I am thinking of you today. Since morning, I have been smelling you. It's past midnight now, and I know you must be asleep but I wanted to tell you that I remembered you.

I think I grieve you better these days. I do not break down. I do not falter. I do not miss steps. I do not skip beats. I just carry on, with an infinite longing tucked underneath the bottom-right valve. I feel a sudden throbbing pain in my chest of late. No, not where the heart is. On the other side. It's probably just acidity.

You remember the last poem you wrote? Describing yourself, and our relationship. I do not have it with me, but the lines ring in my head. I remember you.

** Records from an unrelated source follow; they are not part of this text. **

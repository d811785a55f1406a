//! System Catalog for PebbleSQL
//!
//! This module maps table names to tables. Names are case-insensitive and
//! iteration follows creation order.

use indexmap::IndexMap;

use super::schema::Schema;
use crate::error::{Error, Result};
use crate::storage::Table;

/// System Catalog - owns every table of a connection.
///
/// Cloning is cheap: tables share their rows copy-on-write, so a clone
/// serves as a savepoint.
#[derive(Debug, Clone, Default)]
pub struct Catalog {
    /// Tables keyed by lowercased name
    tables: IndexMap<String, Table>,
}

impl Catalog {
    /// Create a new empty catalog
    pub fn new() -> Self {
        Self::default()
    }

    /// Create a new table
    pub fn create_table(&mut self, name: &str, schema: Schema) -> Result<&mut Table> {
        let key = name.to_lowercase();
        if self.tables.contains_key(&key) {
            return Err(Error::TableAlreadyExists(name.to_string()));
        }

        let entry = self.tables.entry(key).or_insert(Table::new(name, schema));
        Ok(entry)
    }

    /// Insert a fully built table, replacing any table of the same name
    pub fn put_table(&mut self, table: Table) {
        self.tables.insert(table.name().to_lowercase(), table);
    }

    /// Get a table by name
    pub fn get_table(&self, name: &str) -> Result<&Table> {
        self.tables
            .get(&name.to_lowercase())
            .ok_or_else(|| Error::TableNotFound(name.to_string()))
    }

    /// Get a table by name for modification
    pub fn get_table_mut(&mut self, name: &str) -> Result<&mut Table> {
        self.tables
            .get_mut(&name.to_lowercase())
            .ok_or_else(|| Error::TableNotFound(name.to_string()))
    }

    /// Check if a table exists
    pub fn table_exists(&self, name: &str) -> bool {
        self.tables.contains_key(&name.to_lowercase())
    }

    /// Drop a table
    pub fn drop_table(&mut self, name: &str) -> Result<()> {
        // shift_remove keeps the remaining tables in creation order
        match self.tables.shift_remove(&name.to_lowercase()) {
            Some(_) => Ok(()),
            None => Err(Error::TableNotFound(name.to_string())),
        }
    }

    /// List all table names in creation order
    pub fn list_tables(&self) -> Vec<String> {
        self.tables.values().map(|t| t.name().to_string()).collect()
    }

    /// Iterate over tables in creation order
    pub fn tables(&self) -> impl Iterator<Item = &Table> {
        self.tables.values()
    }

    /// Number of tables
    pub fn len(&self) -> usize {
        self.tables.len()
    }

    /// Whether the catalog has no tables
    pub fn is_empty(&self) -> bool {
        self.tables.is_empty()
    }
}

#[cfg(test)]
mod tests {
    use super::*;
    use crate::catalog::Column;
    use crate::functions::FunctionRegistry;
    use crate::storage::{Tuple, Value};

    fn users_schema() -> Schema {
        Schema::from_columns(vec![
            Column::new("id", Some("INTEGER".into()), 0).primary_key(true),
            Column::new("name", Some("TEXT".into()), 1),
        ])
        .unwrap()
    }

    #[test]
    fn test_create_and_get_table() {
        let mut catalog = Catalog::new();
        catalog.create_table("Users", users_schema()).unwrap();

        let table = catalog.get_table("users").unwrap();
        assert_eq!(table.name(), "Users");
        assert_eq!(table.schema().column_count(), 2);
        assert!(catalog.table_exists("USERS"));
    }

    #[test]
    fn test_duplicate_table() {
        let mut catalog = Catalog::new();
        catalog.create_table("users", users_schema()).unwrap();
        let result = catalog.create_table("USERS", users_schema());
        assert!(matches!(result, Err(Error::TableAlreadyExists(_))));
    }

    #[test]
    fn test_drop_table_keeps_order() {
        let mut catalog = Catalog::new();
        for name in ["a", "b", "c"] {
            catalog.create_table(name, users_schema()).unwrap();
        }
        catalog.drop_table("b").unwrap();
        assert_eq!(catalog.list_tables(), vec!["a", "c"]);
        assert!(matches!(
            catalog.drop_table("b"),
            Err(Error::TableNotFound(_))
        ));
    }

    #[test]
    fn test_clone_is_savepoint() {
        let functions = FunctionRegistry::with_builtins().unwrap();
        let mut catalog = Catalog::new();
        catalog.create_table("users", users_schema()).unwrap();

        let savepoint = catalog.clone();
        catalog
            .get_table_mut("users")
            .unwrap()
            .insert(
                vec![Tuple::new(vec![Value::Null, "Ann".into()])],
                &functions,
            )
            .unwrap();
        catalog.create_table("extra", users_schema()).unwrap();

        assert_eq!(catalog.get_table("users").unwrap().row_count(), 1);
        assert_eq!(savepoint.get_table("users").unwrap().row_count(), 0);
        assert!(!savepoint.table_exists("extra"));
    }
}
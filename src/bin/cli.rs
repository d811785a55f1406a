//! PebbleSQL - CLI Client
//!
//! Usage: `pebblesql [DB_PATH] [-f SCRIPT] [-c SQL]`
//!
//! Without `-f` or `-c` an interactive shell starts. Log output is
//! controlled by the `PEBBLESQL_LOG` environment variable.

use std::env;
use std::fs;
use std::path::PathBuf;

use anyhow::{bail, Context, Result};
use rustyline::error::ReadlineError;
use rustyline::DefaultEditor;
use tracing_subscriber::EnvFilter;

use pebblesql::config::MEMORY_PATH;
use pebblesql::sql::parse_script;
use pebblesql::{Connection, Row};

const PRIMARY_PROMPT: &str = "pebblesql> ";
const CONTINUATION_PROMPT: &str = "      ...> ";
const HISTORY_FILE: &str = ".pebblesql_history";

/// Command line arguments
#[derive(Debug, Default)]
struct Args {
    path: Option<String>,
    script: Option<PathBuf>,
    command: Option<String>,
}

impl Args {
    fn parse() -> Result<Self> {
        let mut args = Args::default();
        let mut iter = env::args().skip(1);
        while let Some(arg) = iter.next() {
            match arg.as_str() {
                "-f" | "--file" => {
                    let script = iter.next().context("-f requires a script path")?;
                    args.script = Some(PathBuf::from(script));
                }
                "-c" | "--command" => {
                    args.command = Some(iter.next().context("-c requires SQL text")?);
                }
                "-h" | "--help" => {
                    println!("usage: pebblesql [DB_PATH] [-f SCRIPT] [-c SQL]");
                    std::process::exit(0);
                }
                flag if flag.starts_with('-') => bail!("unknown option: {}", flag),
                path => {
                    if args.path.is_some() {
                        bail!("more than one database path given");
                    }
                    args.path = Some(path.to_string());
                }
            }
        }
        Ok(args)
    }
}

/// Print welcome banner
fn print_banner(path: &str) {
    println!("PebbleSQL {}", env!("CARGO_PKG_VERSION"));
    println!("Connected to {}", path);
    println!("Type '.help' for help, '.quit' to exit");
}

/// Print help message
fn print_help() {
    println!(
        r#"
Commands:
  .help              Show this help message
  .quit              Exit PebbleSQL
  .tables            List all tables
  .schema [table]    Show CREATE statements
  .dump [file]       Dump the database as SQL
  .backup <file>     Back up the database to a file
  .read <file>       Execute SQL from a file

SQL statements end with ';' and may span several lines.

Examples:
  CREATE TABLE users (id INTEGER PRIMARY KEY, name TEXT COLLATE NOCASE);
  INSERT INTO users VALUES (1, 'Alice'), (2, 'Bob');
  SELECT * FROM users WHERE name = 'alice';
"#
    );
}

/// Format query results as a table
fn format_results(columns: &[String], rows: &[Row]) -> String {
    let rendered: Vec<Vec<String>> = rows
        .iter()
        .map(|row| row.values().iter().map(|v| v.to_string()).collect())
        .collect();

    // Calculate column widths
    let mut widths: Vec<usize> = columns.iter().map(|c| c.chars().count()).collect();
    for row in &rendered {
        for (width, value) in widths.iter_mut().zip(row) {
            *width = (*width).max(value.chars().count());
        }
    }

    let separator: String = widths
        .iter()
        .map(|w| "-".repeat(*w + 2))
        .collect::<Vec<_>>()
        .join("+");
    let separator = format!("+{}+\n", separator);

    let mut output = String::new();
    output.push_str(&separator);
    let header: String = columns
        .iter()
        .zip(&widths)
        .map(|(c, w)| format!(" {:^width$} ", c, width = *w))
        .collect::<Vec<_>>()
        .join("|");
    output.push_str(&format!("|{}|\n", header));
    output.push_str(&separator);

    for row in &rendered {
        let line: String = row
            .iter()
            .zip(&widths)
            .map(|(v, w)| format!(" {:>width$} ", v, width = *w))
            .collect::<Vec<_>>()
            .join("|");
        output.push_str(&format!("|{}|\n", line));
    }
    if !rendered.is_empty() {
        output.push_str(&separator);
    }

    output.push_str(&format!("{} row(s) returned\n", rendered.len()));
    output
}

/// Execute every statement in `sql`, printing results as they arrive
fn execute_sql(sql: &str, conn: &mut Connection) -> Result<()> {
    for statement in parse_script(sql)? {
        let results = conn.execute_parsed(&statement, ())?;
        if results.columns().is_empty() {
            if statement.statement.is_dml() {
                println!("{} row(s) affected", results.rows_affected());
            }
            continue;
        }
        let columns = results.columns().to_vec();
        let rows = results.fetch_all()?;
        print!("{}", format_results(&columns, &rows));
    }
    Ok(())
}

fn run_file(path: &str, conn: &mut Connection) -> Result<()> {
    let script =
        fs::read_to_string(path).with_context(|| format!("cannot read {}", path))?;
    execute_sql(&script, conn)
}

fn dump(conn: &Connection, path: Option<&str>) -> Result<()> {
    let statements = conn.dump();
    match path {
        Some(path) => {
            let mut text = statements.join("\n");
            text.push('\n');
            fs::write(path, text).with_context(|| format!("cannot write {}", path))?;
            println!("Dumped {} statement(s) to {}", statements.len(), path);
        }
        None => {
            for statement in statements {
                println!("{}", statement);
            }
        }
    }
    Ok(())
}

fn backup(conn: &Connection, path: &str) -> Result<()> {
    let mut dest = Connection::open(path)?;
    conn.backup(&mut dest, 0, |progress| {
        tracing::debug!(copied = progress.copied, total = progress.total, "backup progress");
    })?;
    dest.close()?;
    println!("Backed up {} table(s) to {}", conn.table_names().len(), path);
    Ok(())
}

fn show_schema(conn: &Connection, table: Option<&str>) -> Result<()> {
    let catalog = conn.catalog();
    match table {
        Some(name) => {
            let table = catalog.get_table(name)?;
            println!("{}", table.schema().to_create_sql(table.name()));
        }
        None => {
            for table in catalog.tables() {
                println!("{}", table.schema().to_create_sql(table.name()));
            }
        }
    }
    Ok(())
}

/// Handle a dot command; returns false when the shell should exit
fn handle_special_command(cmd: &str, conn: &mut Connection) -> Result<bool> {
    let parts: Vec<&str> = cmd.split_whitespace().collect();
    let argument = parts.get(1).copied();

    match parts.first().copied() {
        Some(".help") => print_help(),
        Some(".quit") | Some(".exit") => return Ok(false),
        Some(".tables") => {
            let tables = conn.table_names();
            if tables.is_empty() {
                println!("No tables found.");
            } else {
                for table in tables {
                    println!("  {}", table);
                }
            }
        }
        Some(".schema") => show_schema(conn, argument)?,
        Some(".dump") => dump(conn, argument)?,
        Some(".backup") => backup(conn, argument.context("usage: .backup FILE")?)?,
        Some(".read") => run_file(argument.context("usage: .read FILE")?, conn)?,
        Some(other) => {
            eprintln!("Unknown command: {}", other);
            eprintln!("Type '.help' for available commands.");
        }
        None => {}
    }
    Ok(true)
}

fn history_path() -> Option<PathBuf> {
    env::var_os("HOME").map(|home| PathBuf::from(home).join(HISTORY_FILE))
}

/// Main REPL loop
fn run_repl(conn: &mut Connection, path: &str) -> Result<()> {
    let mut editor = DefaultEditor::new().context("failed to initialize line editor")?;
    let history = history_path();
    if let Some(history) = &history {
        let _ = editor.load_history(history);
    }

    print_banner(path);

    let mut buffer = String::new();
    loop {
        let prompt = if buffer.is_empty() {
            PRIMARY_PROMPT
        } else {
            CONTINUATION_PROMPT
        };

        let line = match editor.readline(prompt) {
            Ok(line) => line,
            Err(ReadlineError::Interrupted) => {
                buffer.clear();
                println!("^C");
                continue;
            }
            Err(ReadlineError::Eof) => break,
            Err(e) => return Err(e.into()),
        };
        let trimmed = line.trim();

        if buffer.is_empty() && trimmed.starts_with('.') {
            editor.add_history_entry(trimmed).ok();
            match handle_special_command(trimmed, conn) {
                Ok(true) => continue,
                Ok(false) => break,
                Err(e) => {
                    eprintln!("Error: {:#}", e);
                    continue;
                }
            }
        }

        if trimmed.is_empty() {
            continue;
        }
        if !buffer.is_empty() {
            buffer.push('\n');
        }
        buffer.push_str(&line);

        // Statement is complete once it ends with a semicolon
        if trimmed.ends_with(';') {
            let sql = std::mem::take(&mut buffer);
            editor.add_history_entry(sql.as_str()).ok();
            if let Err(e) = execute_sql(&sql, conn) {
                eprintln!("Error: {:#}", e);
            }
        }
    }

    if let Some(history) = &history {
        let _ = editor.save_history(history);
    }
    println!("Goodbye!");
    Ok(())
}

fn main() -> Result<()> {
    let filter = EnvFilter::try_from_env("PEBBLESQL_LOG").unwrap_or_else(|_| EnvFilter::new("warn"));
    tracing_subscriber::fmt()
        .with_env_filter(filter)
        .with_writer(std::io::stderr)
        .init();

    let args = Args::parse()?;
    let path = args.path.unwrap_or_else(|| MEMORY_PATH.to_string());
    let mut conn =
        Connection::open(&path).with_context(|| format!("cannot open database {}", path))?;

    match (&args.script, &args.command) {
        (None, None) => run_repl(&mut conn, &path)?,
        (script, command) => {
            if let Some(script) = script {
                let script = script.to_string_lossy().into_owned();
                run_file(&script, &mut conn)?;
            }
            if let Some(command) = command {
                execute_sql(command, &mut conn)?;
            }
        }
    }

    conn.close()?;
    Ok(())
}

They said with time, your farewell would be easy to make sense of; it never happened. It is as green as it ever was. I tried explaining this to one of my mates the other day and she did not fully understand. She kept saying, 'It's over. Get over it!'

I wonder if they will ever understand. The meaning of being loved. The meaning of being cared for. The meaning of being in a relationship devoid of selfishness, of self-fulfilment, of things beyond flesh and blood. They see you in my poems that I hardly show. They see you in my real self that I hardly show. They hardly know you. They don't even know me. How will they understand?

Will they ever know why I never smoke a cigarette until the very end?

Will they ever know why I still buy gifts for you?

Will they ever know why the first toast of the evening is always for you?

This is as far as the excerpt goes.